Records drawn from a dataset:
------------

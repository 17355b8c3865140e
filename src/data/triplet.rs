//! Raw triplet records as they appear in the JSON input files.

use std::fs::File;
use std::io::BufReader;
use std::path::Path;

use serde::{Deserialize, Serialize};

use crate::error::{CakeError, Result};

/// Relation prefix marking a synthesized backward triplet.
pub const INVERSE_PREFIX: &str = "inverse ";

/// One `{head_id, relation, tail_id}` object from an input file.
///
/// Unknown keys are ignored. `head` and `tail` are optional surface names some
/// dumps carry alongside the ids; they travel with their ids through reversal.
#[derive(Debug, Clone, PartialEq, Eq, Hash, Serialize, Deserialize)]
pub struct Triplet {
    /// Required, but may be `""` for placeholder examples
    pub head_id: String,
    pub relation: String,
    pub tail_id: String,
    #[serde(default, skip_serializing_if = "Option::is_none")]
    pub head: Option<String>,
    #[serde(default, skip_serializing_if = "Option::is_none")]
    pub tail: Option<String>,
}

impl Triplet {
    pub fn new(
        head_id: impl Into<String>,
        relation: impl Into<String>,
        tail_id: impl Into<String>,
    ) -> Self {
        Self {
            head_id: head_id.into(),
            relation: relation.into(),
            tail_id: tail_id.into(),
            head: None,
            tail: None,
        }
    }
}

/// Swap head and tail and toggle the `inverse ` relation prefix.
///
/// Applying it twice returns the original triplet.
pub fn reverse_triplet(triplet: &Triplet) -> Triplet {
    Triplet {
        head_id: triplet.tail_id.clone(),
        relation: inverse_relation(&triplet.relation),
        tail_id: triplet.head_id.clone(),
        head: triplet.tail.clone(),
        tail: triplet.head.clone(),
    }
}

/// `r` -> `inverse r`, `inverse r` -> `r`.
pub fn inverse_relation(relation: &str) -> String {
    match relation.strip_prefix(INVERSE_PREFIX) {
        Some(base) => base.to_string(),
        None => format!("{}{}", INVERSE_PREFIX, relation),
    }
}

/// Base relation of an inverse relation, or None for a forward one.
pub fn base_relation(relation: &str) -> Option<&str> {
    relation.strip_prefix(INVERSE_PREFIX)
}

/// Fail unless `path` names a `.json` file.
pub fn ensure_json(path: &Path) -> Result<()> {
    match path.extension().and_then(|ext| ext.to_str()) {
        Some("json") => Ok(()),
        _ => Err(CakeError::UnsupportedFormat(path.to_path_buf())),
    }
}

/// Read a JSON array of triplet objects.
pub fn read_triplets(path: impl AsRef<Path>) -> Result<Vec<Triplet>> {
    let path = path.as_ref();
    ensure_json(path)?;
    let reader = BufReader::new(File::open(path)?);
    Ok(serde_json::from_reader(reader)?)
}

/// Split a comma-separated path list the way training scripts pass them.
pub fn split_paths(paths: &str) -> Vec<&str> {
    paths
        .split(',')
        .map(str::trim)
        .filter(|p| !p.is_empty())
        .collect()
}

#[cfg(test)]
mod tests {
    use super::*;
    use std::io::Write;

    #[test]
    fn test_reverse_is_involution() {
        let mut t = Triplet::new("e1", "born_in", "e2");
        t.head = Some("Alice".into());

        let back = reverse_triplet(&t);
        assert_eq!(back.head_id, "e2");
        assert_eq!(back.tail_id, "e1");
        assert_eq!(back.relation, "inverse born_in");
        assert_eq!(back.tail.as_deref(), Some("Alice"));

        assert_eq!(reverse_triplet(&back), t);
    }

    #[test]
    fn test_base_relation() {
        assert_eq!(base_relation("inverse r1"), Some("r1"));
        assert_eq!(base_relation("r1"), None);
        assert_eq!(inverse_relation("r1"), "inverse r1");
    }

    #[test]
    fn test_extra_keys_ignored() {
        let raw = r#"[{"head_id": "e1", "relation": "r", "tail_id": "e2", "weight": 3}]"#;
        let triplets: Vec<Triplet> = serde_json::from_str(raw).unwrap();
        assert_eq!(triplets, vec![Triplet::new("e1", "r", "e2")]);
    }

    #[test]
    fn test_identifiers_required() {
        let missing_head = r#"[{"relation": "r", "tail_id": "e2"}]"#;
        assert!(serde_json::from_str::<Vec<Triplet>>(missing_head).is_err());

        let placeholder = r#"[{"head_id": "", "relation": "r", "tail_id": "e2"}]"#;
        let triplets: Vec<Triplet> = serde_json::from_str(placeholder).unwrap();
        assert_eq!(triplets[0].head_id, "");
    }

    #[test]
    fn test_read_rejects_non_json() {
        let dir = tempfile::tempdir().unwrap();
        let path = dir.path().join("train.txt");
        let mut file = std::fs::File::create(&path).unwrap();
        writeln!(file, "e1\tr\te2").unwrap();

        assert!(matches!(
            read_triplets(&path),
            Err(CakeError::UnsupportedFormat(_))
        ));
    }

    #[test]
    fn test_split_paths() {
        assert_eq!(split_paths("a.json, b.json,"), vec!["a.json", "b.json"]);
    }
}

------------

Would you copy each line of the records that contains "they"?

//! Raw triplet records as they appear in the JSON input files.
/// dumps carry alongside the ids; they travel with their ids through reversal.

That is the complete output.